The Audition Episode
The day of the audition was approaching and I was having an anxiety attack. We only get notified of our episode 24 hours before the broadcast and none of the things I remembered from that day were occupying a positive place in my memory.
I remembered how I was so cold on set that I was shivering. I remember how my timing was actually good, but at the last moment I was under so much pressure that my hands were shaking and that nothing was standing on the plate properly. I remember how much I didn't want to talk to myself in that “Stress Tunnel” because who talks to themselves in front of the whole world?!
I remember that Chef Yossi Shitrit offered me a job the second I opened my mouth and I just thought "Are you saying you gave me a knife?!"

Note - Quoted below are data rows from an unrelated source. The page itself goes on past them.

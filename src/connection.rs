// Copyright (c) 2019 Parity Technologies (UK) Ltd.
//
// Licensed under the Apache License, Version 2.0
// <LICENSE-APACHE or http://www.apache.org/licenses/LICENSE-2.0> or the MIT
// license <LICENSE-MIT or http://opensource.org/licenses/MIT>, at your
// option. All files in the project carrying such notice may not be copied,
// modified, or distributed except according to those terms.

//! The transport-facing connection model.
//!
//! The websocket engine itself (framing, the HTTP handshake plumbing and
//! the I/O event loop) lives outside this crate. The session runtime
//! consumes it through two traits: [`Socket`], one live connection with a
//! fixed set of handler slots, and [`Endpoint`], which originates
//! connections and runs timers.
//!
//! Connections are owned by the transport; the runtime only ever holds a
//! [`Handle`], a weak reference that must be upgraded and checked for
//! [`State::Open`] before every use.

use crate::data::Data;
use http::Uri;
use log::debug;
use std::{fmt, sync::{Arc, Mutex, MutexGuard, Weak}, time::Duration};

/// The session state of a physical connection.
#[derive(Debug, Clone, Copy, PartialEq, Eq)]
pub enum State {
    /// The opening handshake is in progress.
    Connecting,
    /// The connection is established.
    Open,
    /// The closing handshake is in progress.
    Closing,
    /// The connection is closed.
    Closed
}

impl State {
    /// Has the close handshake started or finished?
    pub fn is_terminal(self) -> bool {
        match self {
            State::Closing | State::Closed => true,
            State::Connecting | State::Open => false
        }
    }
}

/// The role a physical link plays within a logical session.
#[derive(Debug, Clone, Copy, PartialEq, Eq, Hash)]
pub enum Role {
    /// The direct link from client to destination server.
    Primary,
    /// The link from client through the coordinator to the destination.
    Signaling
}

impl Role {
    /// The other half of a session.
    pub fn peer(self) -> Role {
        match self {
            Role::Primary => Role::Signaling,
            Role::Signaling => Role::Primary
        }
    }
}

impl fmt::Display for Role {
    fn fmt(&self, f: &mut fmt::Formatter) -> fmt::Result {
        match self {
            Role::Primary => f.write_str("primary"),
            Role::Signaling => f.write_str("signaling")
        }
    }
}

// Close codes ////////////////////////////////////////////////////////////////////////////////////

/// Close status codes defined in [RFC6455](https://tools.ietf.org/html/rfc6455#section-7.4).
///
/// The runtime itself only ever sends [`Normal`](CloseCode::Normal),
/// [`GoingAway`](CloseCode::GoingAway) and
/// [`ProtocolError`](CloseCode::ProtocolError); everything else is carried
/// transparently from peer to peer.
#[derive(Debug, Clone, Copy, PartialEq, Eq)]
pub enum CloseCode {
    /// 1000
    Normal,
    /// 1001
    GoingAway,
    /// 1002
    ProtocolError,
    /// 1003
    CannotAccept,
    /// 1006, never sent on the wire.
    Abnormal,
    /// Any other code.
    Other(u16)
}

impl From<u16> for CloseCode {
    fn from(code: u16) -> Self {
        match code {
            1000 => CloseCode::Normal,
            1001 => CloseCode::GoingAway,
            1002 => CloseCode::ProtocolError,
            1003 => CloseCode::CannotAccept,
            1006 => CloseCode::Abnormal,
            c => CloseCode::Other(c)
        }
    }
}

impl From<CloseCode> for u16 {
    fn from(code: CloseCode) -> u16 {
        match code {
            CloseCode::Normal => 1000,
            CloseCode::GoingAway => 1001,
            CloseCode::ProtocolError => 1002,
            CloseCode::CannotAccept => 1003,
            CloseCode::Abnormal => 1006,
            CloseCode::Other(c) => c
        }
    }
}

impl fmt::Display for CloseCode {
    fn fmt(&self, f: &mut fmt::Formatter) -> fmt::Result {
        write!(f, "{}", u16::from(*self))
    }
}

// Errors /////////////////////////////////////////////////////////////////////////////////////////

/// Errors returned by [`Socket::send`] and the dispatch layer.
#[derive(Debug, Clone, Copy, PartialEq, Eq)]
pub enum SendError {
    /// The connection is not in the open state.
    InvalidState,
    /// Neither the primary nor the signaling link could take the message.
    LinksDown
}

impl fmt::Display for SendError {
    fn fmt(&self, f: &mut fmt::Formatter) -> fmt::Result {
        match self {
            SendError::InvalidState => f.write_str("connection is not open"),
            SendError::LinksDown => f.write_str("both links are down")
        }
    }
}

impl std::error::Error for SendError {}

/// Errors returned when an [`Endpoint`] fails to create a connection.
#[derive(Debug, Clone, Copy, PartialEq, Eq)]
pub enum ConnectError {
    /// The URI was missing or not acceptable for dialing.
    InvalidUri,
    /// No listener is reachable at the remote address.
    Unreachable,
    /// The endpoint event loop is no longer running.
    Stopped,
    /// Extension negotiation failed before the connection could be queued.
    Extension(crate::signaling::Error)
}

impl fmt::Display for ConnectError {
    fn fmt(&self, f: &mut fmt::Formatter) -> fmt::Result {
        match self {
            ConnectError::InvalidUri => f.write_str("connection URI missing or invalid"),
            ConnectError::Unreachable => f.write_str("remote endpoint unreachable"),
            ConnectError::Stopped => f.write_str("endpoint event loop stopped"),
            ConnectError::Extension(e) => write!(f, "extension negotiation failed: {}", e)
        }
    }
}

impl std::error::Error for ConnectError {}

impl From<crate::signaling::Error> for ConnectError {
    fn from(e: crate::signaling::Error) -> Self {
        ConnectError::Extension(e)
    }
}

// Handler slots //////////////////////////////////////////////////////////////////////////////////

/// Handler invoked when a connection finished its opening handshake.
pub type OnOpen = Box<dyn Fn(&Handle) + Send + Sync>;
/// Handler invoked when a connection finished the closing handshake.
pub type OnClose = Box<dyn Fn(&Handle) + Send + Sync>;
/// Handler invoked when a connection failed before or instead of closing.
pub type OnFail = Box<dyn Fn(&Handle) + Send + Sync>;
/// Handler invoked for every data frame arriving on a connection.
pub type OnMessage = Box<dyn Fn(&Handle, Data) + Send + Sync>;

/// The handler slots installed on a connection when it is created.
///
/// Each slot holds at most one callable; the transport invokes exactly one
/// slot per event, sequentially on its event loop. Slots can be replaced
/// later through the [`Socket`] setters.
#[derive(Default)]
pub struct Slots {
    /// Open handler.
    pub open: Option<OnOpen>,
    /// Close handler.
    pub close: Option<OnClose>,
    /// Fail handler.
    pub fail: Option<OnFail>,
    /// Message handler.
    pub message: Option<OnMessage>
}

impl fmt::Debug for Slots {
    fn fmt(&self, f: &mut fmt::Formatter) -> fmt::Result {
        f.debug_struct("Slots")
            .field("open", &self.open.is_some())
            .field("close", &self.close.is_some())
            .field("fail", &self.fail.is_some())
            .field("message", &self.message.is_some())
            .finish()
    }
}

// Transport traits ///////////////////////////////////////////////////////////////////////////////

/// One live websocket connection, owned by the transport.
pub trait Socket: Send + Sync {
    /// The current session state.
    fn state(&self) -> State;

    /// The `Sec-WebSocket-Extensions` value negotiated for this connection.
    fn extensions_header(&self) -> Option<String>;

    /// The close code received from the peer, once the connection closed.
    fn remote_close_code(&self) -> Option<CloseCode>;

    /// Enqueue a data frame.
    ///
    /// Non-blocking: the frame is queued with the transport or an error is
    /// returned. Fails unless the state is [`State::Open`].
    fn send(&self, data: Data) -> Result<(), SendError>;

    /// Start the closing handshake with the given code and reason.
    fn close(&self, code: CloseCode, reason: &str) -> Result<(), SendError>;

    /// Replace the open handler.
    fn set_open_handler(&self, f: OnOpen);

    /// Replace the close handler.
    fn set_close_handler(&self, f: OnClose);

    /// Replace the fail handler.
    fn set_fail_handler(&self, f: OnFail);

    /// Replace the message handler.
    fn set_message_handler(&self, f: OnMessage);
}

/// Non-owning reference to a connection.
pub type Handle = Weak<dyn Socket>;

/// Stable identity of the connection a handle refers to.
///
/// Usable as a map key (the splice registry of the proxy); staying valid
/// does not imply the connection is still alive.
#[derive(Debug, Clone, Copy, PartialEq, Eq, Hash)]
pub struct HandleId(usize);

impl HandleId {
    /// The identity of the connection behind `handle`.
    pub fn of(handle: &Handle) -> Self {
        HandleId(handle.as_ptr() as *const () as usize)
    }
}

/// An endpoint able to originate websocket connections.
pub trait Endpoint: Send + Sync {
    /// Create and queue a connection to `uri`.
    ///
    /// If `extensions` is given it replaces the `Sec-WebSocket-Extensions`
    /// request header before the opening handshake runs. The returned
    /// handle starts out [`State::Connecting`]; progress is reported
    /// through the handler `slots`.
    fn connect(&self, uri: &Uri, extensions: Option<&str>, slots: Slots) -> Result<Handle, ConnectError>;

    /// Run `task` once `delay` has elapsed.
    fn schedule(&self, delay: Duration, task: Box<dyn FnOnce() + Send>);

    /// Stop the endpoint's event loop.
    fn stop(&self);
}

// Helpers ////////////////////////////////////////////////////////////////////////////////////////

/// Upgrade a handle if the connection is still alive and open.
pub fn alive(handle: &Handle) -> Option<Arc<dyn Socket>> {
    let con = handle.upgrade()?;
    if con.state() == State::Open {
        Some(con)
    } else {
        None
    }
}

/// Close the connection behind `handle` unless it is already going down.
pub(crate) fn close_with(handle: &Handle, code: CloseCode, reason: &str) {
    if let Some(con) = handle.upgrade() {
        if !con.state().is_terminal() {
            if let Err(e) = con.close(code, reason) {
                debug!("close ({}) failed: {}", code, e)
            }
        }
    }
}

/// Send on the preferred link: the primary when it is open, the signaling
/// link otherwise. The decision is made here, at send time, so a close
/// event racing with a send cannot drop a message the other link could
/// still carry.
pub(crate) fn send_preferring(primary: Option<&Handle>, signaling: Option<&Handle>, data: Data) -> Result<(), SendError> {
    if let Some(con) = primary.and_then(|h| alive(h)) {
        match con.send(data.clone()) {
            Ok(()) => return Ok(()),
            Err(e) => debug!("send on primary link failed: {}", e)
        }
    }
    if let Some(con) = signaling.and_then(|h| alive(h)) {
        match con.send(data) {
            Ok(()) => return Ok(()),
            Err(e) => debug!("send on signaling link failed: {}", e)
        }
    }
    Err(SendError::LinksDown)
}

/// Lock a mutex, recovering the guard if it was poisoned.
pub(crate) fn lock<T>(mutex: &Mutex<T>) -> MutexGuard<'_, T> {
    match mutex.lock() {
        Ok(guard) => guard,
        Err(poisoned) => poisoned.into_inner()
    }
}
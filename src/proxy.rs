// Copyright (c) 2019 Parity Technologies (UK) Ltd.
//
// Licensed under the Apache License, Version 2.0
// <LICENSE-APACHE or http://www.apache.org/licenses/LICENSE-2.0> or the MIT
// license <LICENSE-MIT or http://opensource.org/licenses/MIT>, at your
// option. All files in the project carrying such notice may not be copied,
// modified, or distributed except according to those terms.

//! The signaling proxy.
//!
//! The proxy is a server towards clients and a client towards destination
//! servers. Every accepted inbound signaling link is paired with exactly
//! one outbound link, dialed to the destination declared in the inbound
//! offer with the session's connection-id injected into the request.
//! Data frames are spliced in both directions with their opcode preserved;
//! payloads are never inspected.
//!
//! Teardown is symmetric: when one side closes, the other side is closed
//! with the remote's close code; when one side fails, the other side is
//! closed with `protocol_error`. The splice record goes away with the
//! pair.

use crate::connection::{alive, close_with, lock, CloseCode, ConnectError, Endpoint, Handle, HandleId, Slots, State};
use crate::data::Data;
use crate::signaling;
use http::Uri;
use log::{debug, error, trace};
use std::collections::HashMap;
use std::sync::{Arc, Mutex};

/// A proxy splicing inbound signaling links onto outbound links.
pub struct Proxy {
    inner: Arc<Inner>
}

struct Inner {
    endpoint: Arc<dyn Endpoint>,
    splices: Mutex<HashMap<HandleId, Splice>>
}

/// One spliced pair of links, keyed by the inbound handle's identity.
struct Splice {
    outbound: Handle,
    connection_id: String
}

impl Proxy {
    /// Create a proxy dialing outbound links on the given endpoint.
    pub fn new(endpoint: Arc<dyn Endpoint>) -> Self {
        Proxy {
            inner: Arc::new(Inner {
                endpoint,
                splices: Mutex::new(HashMap::new())
            })
        }
    }

    /// Screen an inbound link during its opening handshake.
    ///
    /// Only signaling links are accepted: an offer with the `primary` flag,
    /// without a connection-id or without a dialable destination is
    /// rejected, as is the link when the destination cannot be reached.
    /// On success the destination has been dialed and the splice is
    /// installed.
    pub fn validate(&self, in_handle: &Handle) -> bool {
        Inner::validate(&self.inner, in_handle)
    }

    /// The number of active splices.
    pub fn splice_count(&self) -> usize {
        lock(&self.inner.splices).len()
    }

    /// Close every outbound link and stop the outbound endpoint.
    ///
    /// Joining the endpoint's worker thread is left to the embedding
    /// application.
    pub fn shutdown(&self) {
        debug!("shutting down proxy");
        let drained = {
            let mut splices = lock(&self.inner.splices);
            splices.drain().map(|(_, s)| s).collect::<Vec<_>>()
        };
        for splice in drained {
            trace!("{}: closing outbound link", splice.connection_id);
            close_with(&splice.outbound, CloseCode::GoingAway, "proxy shutting down")
        }
        self.inner.endpoint.stop()
    }
}

impl Inner {
    fn validate(inner: &Arc<Inner>, in_handle: &Handle) -> bool {
        let con = match in_handle.upgrade() {
            Some(con) => con,
            None => return false
        };
        let header = match con.extensions_header() {
            Some(h) => h,
            None => {
                debug!("inbound link without mobile-signaling extension");
                return false
            }
        };
        let mut primary = false;
        let mut id = None;
        let mut destination = None;
        match signaling::offered_params(&header) {
            None => {
                debug!("inbound link without mobile-signaling extension");
                return false
            }
            Some(params) => for p in params.iter() {
                match p.name() {
                    signaling::PRIMARY => primary = true,
                    signaling::CONNECTION_ID => id = p.value().map(str::to_string),
                    signaling::DESTINATION => destination = p.value().map(str::to_string),
                    _ => {}
                }
            }
        }
        // Only signaling connections are accepted at the proxy.
        if primary {
            debug!("rejecting primary link at the proxy");
            return false
        }
        let id = match id {
            Some(id) => if id.is_empty() { return false } else { id },
            None => {
                debug!("inbound link without connection-id");
                return false
            }
        };
        let destination = match destination.and_then(|d| d.parse::<Uri>().ok()) {
            Some(d) => d,
            None => {
                debug!("{}: missing or invalid destination", id);
                return false
            }
        };
        let outbound = match Inner::dial(inner, &destination, &id, in_handle) {
            Ok(h) => h,
            Err(e) => {
                error!("{}: dialing {} failed: {}", id, destination, e);
                return false
            }
        };
        if outbound.upgrade().map_or(true, |c| c.state().is_terminal()) {
            error!("{}: outbound link died during setup", id);
            return false
        }

        // Splice the inbound side onto the outbound link.
        let out = outbound.clone();
        con.set_message_handler(Box::new(move |_, data| Inner::on_message_in(&out, data)));
        let out = outbound.clone();
        let weak = Arc::downgrade(inner);
        con.set_close_handler(Box::new(move |in_h| {
            if let Some(i) = weak.upgrade() {
                Inner::on_close_in(&i, in_h, &out)
            }
        }));
        let out = outbound.clone();
        let weak = Arc::downgrade(inner);
        con.set_fail_handler(Box::new(move |in_h| {
            if let Some(i) = weak.upgrade() {
                Inner::on_fail_in(&i, in_h, &out)
            }
        }));

        let mut splices = lock(&inner.splices);
        splices.insert(HandleId::of(in_handle), Splice { outbound, connection_id: id });
        true
    }

    /// Dial the declared destination, injecting the connection-id.
    fn dial(inner: &Arc<Inner>, destination: &Uri, id: &str, in_handle: &Handle) -> Result<Handle, ConnectError> {
        debug!("{}: dialing destination {}", id, destination);
        let header = format!("{}; connection_id=\"{}\"", signaling::EXTENSION_NAME, id);
        let in_close = in_handle.clone();
        let in_fail = in_handle.clone();
        let in_msg = in_handle.clone();
        let weak_close = Arc::downgrade(inner);
        let weak_fail = Arc::downgrade(inner);
        let slots = Slots {
            open: None,
            close: Some(Box::new(move |out_h| {
                if let Some(i) = weak_close.upgrade() {
                    Inner::on_close_out(&i, &in_close, out_h)
                }
            })),
            fail: Some(Box::new(move |out_h| {
                if let Some(i) = weak_fail.upgrade() {
                    Inner::on_fail_out(&i, &in_fail, out_h)
                }
            })),
            message: Some(Box::new(move |_, data| Inner::on_message_out(&in_msg, data)))
        };
        inner.endpoint.connect(destination, Some(&header), slots)
    }

    /// Forward a frame from the inbound link onto the outbound one.
    fn on_message_in(out: &Handle, data: Data) {
        trace!("forwarding uplink ({} bytes)", data.len());
        forward(out, data, "uplink")
    }

    /// Forward a frame from the outbound link onto the inbound one.
    fn on_message_out(in_: &Handle, data: Data) {
        trace!("forwarding downlink ({} bytes)", data.len());
        forward(in_, data, "downlink")
    }

    /// The inbound side closed: mirror the close onto the outbound link.
    fn on_close_in(inner: &Arc<Inner>, in_h: &Handle, out: &Handle) {
        debug!("inbound side closed, closing outbound");
        let code = in_h
            .upgrade()
            .and_then(|c| c.remote_close_code())
            .unwrap_or(CloseCode::GoingAway);
        mirror_close(out, code);
        Inner::remove(inner, in_h)
    }

    /// The outbound side closed: mirror the close onto the inbound link.
    fn on_close_out(inner: &Arc<Inner>, in_h: &Handle, out_h: &Handle) {
        debug!("outbound side closed, closing inbound");
        let code = out_h
            .upgrade()
            .and_then(|c| c.remote_close_code())
            .unwrap_or(CloseCode::GoingAway);
        mirror_close(in_h, code);
        Inner::remove(inner, in_h)
    }

    fn on_fail_in(inner: &Arc<Inner>, in_h: &Handle, out: &Handle) {
        debug!("inbound side failed, closing outbound");
        close_with(out, CloseCode::ProtocolError, "outgoing connection has failed");
        Inner::remove(inner, in_h)
    }

    fn on_fail_out(inner: &Arc<Inner>, in_h: &Handle, _out_h: &Handle) {
        debug!("outbound side failed, closing inbound");
        close_with(in_h, CloseCode::ProtocolError, "outgoing connection has failed");
        Inner::remove(inner, in_h)
    }

    fn remove(inner: &Arc<Inner>, in_h: &Handle) {
        lock(&inner.splices).remove(&HandleId::of(in_h));
    }
}

/// Send `data` on `link` if it is open; a splice never buffers.
fn forward(link: &Handle, data: Data, direction: &str) {
    match alive(link) {
        Some(con) => {
            if let Err(e) = con.send(data) {
                debug!("forwarding {} failed: {}", direction, e)
            }
        }
        None => debug!("{} dropped, link not open", direction)
    }
}

/// Close `link` with `code` unless it is already closing or closed.
fn mirror_close(link: &Handle, code: CloseCode) {
    if let Some(con) = link.upgrade() {
        if con.state() != State::Closing && con.state() != State::Closed {
            if let Err(e) = con.close(code, "remote destination has gone away") {
                debug!("mirror close failed: {}", e)
            }
        }
    }
}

And as you must have seen, I also remember how I was on the verge of tears all day and I just needed that little push to make the tears burst out without stopping. I'm Lior, a member of the Shva family, and this is how we deal with most situations in our lives - not by crying or falling apart, not by sobbing, but yes with tears in our eyes. Sometimes there is a tremor in our voice and we still try to maintain composure - and as we've all seen, without success.
Myself, the family and some friends gathered spontaneously in the living room of my parents' house in Binyamina to watch the episode. As time goes by, watching the auditions ahead of me, my heart rate does not stop rising, but I also begin to doubt whether I am really on tonight. I can't believe that they might have put me at the end.
What got cut in the edit anyway?
You would have heard that I started my career under an amazing Israeli chef, and a mentor to this day, named Amos Sion from "Helena in the Port".
I said that I returned to work after maternity leave to a "part-time" job of 50 hours a week, although this was over 3 consecutive days. However, within 3 weeks there were no longer enough chefs in the kitchen and I had to return to the same 58-hour a week over 4 consecutive days like everyone else - from Wednesday to Saturday. I mean, I would say goodbye to Itai during the early morning feeding on Wednesday, and only see him again on Sunday morning!.
When I said I was alone in England with a baby, I did also mention that I had one "life saver" girlfriend who lived 4 houses away from me, and we spent time at each other's houses day and night. Her name is Noa and I would not have survived this immense loneliness without her.
The crazy amount of messages that arrived at the end of the episode is unimaginable. People I guided on culinary tours in London, parents of friends from elementary school, people I know who never watch TV and certainly not reality shows, guys from the army, friends of my sisters, mothers, fathers…the list goes on.
And every time I read one of these messages, I get emotional again because this is what I’m best at (and probably also know how to cook a little). I'm happy to discover that people sympathise and everything about the broadcast that I was so afraid of until now is dwarfed by the small amount of good I did for people in their hearts.